*** Opening DATASET CONTENT ***

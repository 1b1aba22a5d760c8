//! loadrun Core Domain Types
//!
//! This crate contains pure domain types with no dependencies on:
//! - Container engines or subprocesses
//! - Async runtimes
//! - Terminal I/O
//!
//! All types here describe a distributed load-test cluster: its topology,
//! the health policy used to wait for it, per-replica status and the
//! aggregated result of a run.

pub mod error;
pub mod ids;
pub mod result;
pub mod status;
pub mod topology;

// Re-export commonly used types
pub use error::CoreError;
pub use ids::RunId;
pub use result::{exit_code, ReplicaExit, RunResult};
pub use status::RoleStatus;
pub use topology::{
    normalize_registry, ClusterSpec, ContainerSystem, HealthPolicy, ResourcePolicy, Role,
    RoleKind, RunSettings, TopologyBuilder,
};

*** Closing DATASET CONTENT ***

■ PROMPT ■
The lines wanted are those from the one containing "pub mod status;" through the last line of the listing above. Repeat them exactly.

■ RESPONSE AREA ■
pub mod status;
pub mod topology;

// Re-export commonly used types
pub use error::CoreError;
pub use ids::RunId;
pub use result::{exit_code, ReplicaExit, RunResult};
pub use status::RoleStatus;
pub use topology::{
    normalize_registry, ClusterSpec, ContainerSystem, HealthPolicy, ResourcePolicy, Role,
    RoleKind, RunSettings, TopologyBuilder,
};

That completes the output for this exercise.